• ABOUT THIS TASK:
State how many lines of the material below contain the word "body". Add nothing else.

• EXTRACTED DATA:

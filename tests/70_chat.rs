mod common;

use anyhow::Result;
use reqwest::StatusCode;
use rust_decimal::Decimal;
use serde_json::{json, Value};

use storefront_api::database::models::ProductStatus;

#[tokio::test]
async fn hello_gets_a_response() -> Result<()> {
    let server = common::start_server().await?;

    let res = server.post("/api/ai/chat", json!({ "message": "hello" })).await?;
    assert_eq!(res.status(), StatusCode::OK);
    let body: Value = res.json().await?;
    assert_eq!(body["success"], true);
    let reply = body["data"]["response"].as_str().unwrap_or_default();
    assert!(!reply.is_empty());
    assert_eq!(reply, common::ORACLE_REPLY);
    Ok(())
}

#[tokio::test]
async fn history_and_store_context_are_accepted() -> Result<()> {
    let server = common::start_server().await?;
    server.register_seller("ada@example.com", "Acme").await?;

    let res = server
        .post(
            "/api/ai/chat",
            json!({
                "message": "any mugs?",
                "storeContext": { "storeSlug": "acme" },
                "conversationHistory": [
                    { "role": "user", "content": "hi" },
                    { "role": "assistant", "content": "Hello!" }
                ]
            }),
        )
        .await?;
    assert_eq!(res.status(), StatusCode::OK);

    let sent = server.oracle.last_request().expect("oracle was called");
    let roles: Vec<&str> = sent["messages"]
        .as_array()
        .map(|messages| messages.iter().filter_map(|m| m["role"].as_str()).collect())
        .unwrap_or_default();
    assert_eq!(roles, vec!["system", "user", "assistant", "user"]);
    assert_eq!(sent["messages"][1]["content"], "hi");
    assert_eq!(sent["messages"][2]["content"], "Hello!");
    assert_eq!(sent["messages"][3]["content"], "any mugs?");
    assert_eq!(sent["max_tokens"], 500);
    let temperature = sent["temperature"].as_f64().unwrap_or_default();
    assert!((temperature - 0.7).abs() < 1e-6);
    Ok(())
}

#[tokio::test]
async fn prompt_lists_at_most_five_store_products() -> Result<()> {
    let server = common::start_server().await?;
    server.register_seller("ada@example.com", "Acme").await?;
    let store = server.store("acme").await?;
    for i in 1..=7 {
        server
            .gateway
            .insert_product(store.id, None, &format!("Mug {i}"), Decimal::new(1000, 2), ProductStatus::Active)
            .await;
    }

    let res = server
        .post("/api/ai/chat", json!({ "message": "what do you sell?", "storeContext": { "storeSlug": "acme" } }))
        .await?;
    assert_eq!(res.status(), StatusCode::OK);

    let sent = server.oracle.last_request().expect("oracle was called");
    let prompt = sent["messages"][0]["content"].as_str().unwrap_or_default();
    assert!(prompt.contains("Acme"));
    assert_eq!(prompt.lines().filter(|line| line.starts_with("- Mug")).count(), 5);
    Ok(())
}

#[tokio::test]
async fn empty_completion_is_an_internal_error() -> Result<()> {
    let server = common::start_server().await?;
    server.oracle.reply_empty();

    let res = server.post("/api/ai/chat", json!({ "message": "hello" })).await?;
    assert_eq!(res.status(), StatusCode::INTERNAL_SERVER_ERROR);
    let body: Value = res.json().await?;
    assert_eq!(body["success"], false);
    assert_eq!(body["error"], "Failed to generate response");
    Ok(())
}

#[tokio::test]
async fn missing_message_is_a_validation_error() -> Result<()> {
    let server = common::start_server().await?;

    for body in [json!({}), json!({ "message": "   " })] {
        let res = server.post("/api/ai/chat", body).await?;
        assert_eq!(res.status(), StatusCode::BAD_REQUEST);
        let body: Value = res.json().await?;
        assert_eq!(body["code"], "VALIDATION_ERROR");
        assert_eq!(body["error"], "message is required");
    }
    Ok(())
}
pub mod cookies;
pub mod password;
pub mod resolver;

use chrono::{DateTime, Duration, Utc};
use jsonwebtoken::{decode, encode, errors::ErrorKind, Algorithm, DecodingKey, EncodingKey, Header, Validation};
use serde::{Deserialize, Serialize};
use uuid::Uuid;

use crate::config::SecurityConfig;

pub use resolver::{AuthFailure, AuthResolver, CustomerPrincipal, Principal, PrincipalKind, SellerPrincipal};

/// Who a token speaks for. Seller and customer identities never decode as each other.
#[derive(Debug, Clone, PartialEq, Eq, Serialize, Deserialize)]
#[serde(tag = "kind", rename_all = "snake_case", rename_all_fields = "camelCase")]
pub enum Identity {
    Seller {
        user_id: Uuid,
    },
    Customer {
        customer_id: Uuid,
        store_id: Uuid,
        store_slug: String,
    },
}

#[derive(Debug, Clone, Serialize, Deserialize)]
pub struct Claims {
    #[serde(flatten)]
    pub identity: Identity,
    pub iat: i64,
    pub exp: i64,
}

#[derive(Debug, thiserror::Error)]
pub enum TokenError {
    #[error("token expired")]
    Expired,
    #[error("invalid token: {0}")]
    Invalid(String),
    #[error("token generation failed: {0}")]
    Generation(String),
}

/// Signs and verifies HS256 tokens with the process-wide secret
#[derive(Clone)]
pub struct TokenCodec {
    encoding: EncodingKey,
    decoding: DecodingKey,
    lifetime: Duration,
}

impl TokenCodec {
    pub fn new(secret: &str, lifetime: Duration) -> Self {
        Self {
            encoding: EncodingKey::from_secret(secret.as_bytes()),
            decoding: DecodingKey::from_secret(secret.as_bytes()),
            lifetime,
        }
    }

    pub fn from_config(security: &SecurityConfig) -> Self {
        let hours = i64::try_from(security.jwt_expiry_hours).unwrap_or(i64::MAX / 3600);
        Self::new(&security.jwt_secret, Duration::hours(hours))
    }

    /// Lifetime of newly issued tokens
    pub fn lifetime(&self) -> Duration {
        self.lifetime
    }

    pub fn issue(&self, identity: Identity) -> Result<String, TokenError> {
        self.issue_until(identity, Utc::now() + self.lifetime)
    }

    /// Issue a token with an explicit expiry instant
    pub fn issue_until(&self, identity: Identity, expires_at: DateTime<Utc>) -> Result<String, TokenError> {
        let claims = Claims {
            identity,
            iat: Utc::now().timestamp(),
            exp: expires_at.timestamp(),
        };

        encode(&Header::new(Algorithm::HS256), &claims, &self.encoding)
            .map_err(|e| TokenError::Generation(e.to_string()))
    }

    /// Check signature, structure and expiry. Never panics on malformed input.
    pub fn verify(&self, token: &str) -> Result<Claims, TokenError> {
        let mut validation = Validation::new(Algorithm::HS256);
        validation.leeway = 0;

        decode::<Claims>(token, &self.decoding, &validation)
            .map(|data| data.claims)
            .map_err(|e| match e.kind() {
                ErrorKind::ExpiredSignature => TokenError::Expired,
                _ => TokenError::Invalid(e.to_string()),
            })
    }
}

#[cfg(test)]
mod tests {
    use super::*;

    fn codec() -> TokenCodec {
        TokenCodec::new("test-secret", Duration::hours(1))
    }

    fn customer() -> Identity {
        Identity::Customer {
            customer_id: Uuid::new_v4(),
            store_id: Uuid::new_v4(),
            store_slug: "acme".to_string(),
        }
    }

    #[test]
    fn round_trips_seller_identity() {
        let user_id = Uuid::new_v4();
        let token = codec().issue(Identity::Seller { user_id }).unwrap();
        let claims = codec().verify(&token).unwrap();
        assert_eq!(claims.identity, Identity::Seller { user_id });
        assert!(claims.exp > claims.iat);
    }

    #[test]
    fn customer_claims_use_camel_case_on_the_wire() {
        let token = codec().issue(customer()).unwrap();
        let mut validation = Validation::new(Algorithm::HS256);
        validation.insecure_disable_signature_validation();
        let raw = decode::<serde_json::Value>(&token, &DecodingKey::from_secret(b""), &validation)
            .unwrap()
            .claims;
        assert_eq!(raw["kind"], "customer");
        assert_eq!(raw["storeSlug"], "acme");
        assert!(raw.get("storeId").is_some());
    }

    #[test]
    fn rejects_expired_tokens() {
        let token = codec()
            .issue_until(customer(), Utc::now() - Duration::minutes(5))
            .unwrap();
        assert!(matches!(codec().verify(&token), Err(TokenError::Expired)));
    }

    #[test]
    fn rejects_tokens_signed_with_another_secret() {
        let other = TokenCodec::new("other-secret", Duration::hours(1));
        let token = other.issue(customer()).unwrap();
        assert!(matches!(codec().verify(&token), Err(TokenError::Invalid(_))));
    }

    #[test]
    fn rejects_tampered_tokens() {
        let token = codec().issue(Identity::Seller { user_id: Uuid::new_v4() }).unwrap();
        let mut parts: Vec<String> = token.split('.').map(str::to_string).collect();
        let forged = codec().issue(Identity::Seller { user_id: Uuid::new_v4() }).unwrap();
        parts[1] = forged.split('.').nth(1).unwrap().to_string();
        let tampered = parts.join(".");
        assert!(matches!(codec().verify(&tampered), Err(TokenError::Invalid(_))));
    }

    #[test]
    fn malformed_input_is_an_error_not_a_panic() {
        for junk in ["", "abc", "a.b.c", "....", "Bearer xyz"] {
            assert!(matches!(codec().verify(junk), Err(TokenError::Invalid(_))));
        }
    }
}
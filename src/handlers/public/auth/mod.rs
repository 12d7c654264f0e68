// handlers/public/auth/mod.rs - Public authentication handlers
//
// Token acquisition endpoints that do not require authentication, for both
// identity spaces: sellers (`seller_token`) and store customers (`store_token`).

pub mod customer; // POST /api/auth/store-register, /api/auth/store-login
pub mod register; // POST /api/auth/register
pub mod session;  // POST /api/auth/login, /api/auth/logout
pub mod utils;

pub use customer::{store_login_post, store_register_post};
pub use register::register_post;
pub use session::{login_post, logout_post};
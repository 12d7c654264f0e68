pub mod request;
pub mod response;
pub mod tenant;

pub use request::{Validate, ValidJson, ValidQuery};
pub use response::{ApiResponse, ApiResult};
pub use tenant::tenant_router_middleware;
pub mod commands;
pub mod utils;

use clap::{Parser, Subcommand};
use serde::{Deserialize, Serialize};

use crate::config::AppConfig;

#[derive(Parser)]
#[command(name = "storefront-api")]
#[command(about = "Storefront API - multi-tenant storefront backend")]
#[command(version)]
pub struct Cli {
    #[arg(long, global = true, help = "Output in JSON format")]
    pub json: bool,

    #[command(subcommand)]
    pub command: Commands,
}

#[derive(Subcommand)]
pub enum Commands {
    #[command(about = "Run the HTTP server")]
    Serve {
        #[arg(long, help = "Port to listen on (overrides PORT)")]
        port: Option<u16>,
        #[arg(long, help = "Use the in-process store instead of Postgres")]
        in_memory: bool,
    },

    #[command(about = "Apply database migrations")]
    Migrate,

    #[command(about = "Issue signed tokens for local testing")]
    Token {
        #[command(subcommand)]
        cmd: commands::token::TokenCommands,
    },

    #[command(about = "Show the base store slug derived from a name")]
    Slug {
        #[arg(help = "Store name")]
        name: String,
    },
}

#[derive(Debug, Clone, Copy, Serialize, Deserialize)]
pub enum OutputFormat {
    Text,
    Json,
}

impl OutputFormat {
    pub fn from_cli(cli: &Cli) -> Self {
        if cli.json {
            OutputFormat::Json
        } else {
            OutputFormat::Text
        }
    }
}

pub async fn run(cli: Cli, config: AppConfig) -> anyhow::Result<()> {
    let output_format = OutputFormat::from_cli(&cli);

    match cli.command {
        Commands::Serve { port, in_memory } => commands::serve::handle(config, port, in_memory).await,
        Commands::Migrate => commands::migrate::handle(config, output_format).await,
        Commands::Token { cmd } => commands::token::handle(cmd, config, output_format),
        Commands::Slug { name } => commands::slug::handle(&name, output_format),
    }
}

• TASK OUTPUT:
11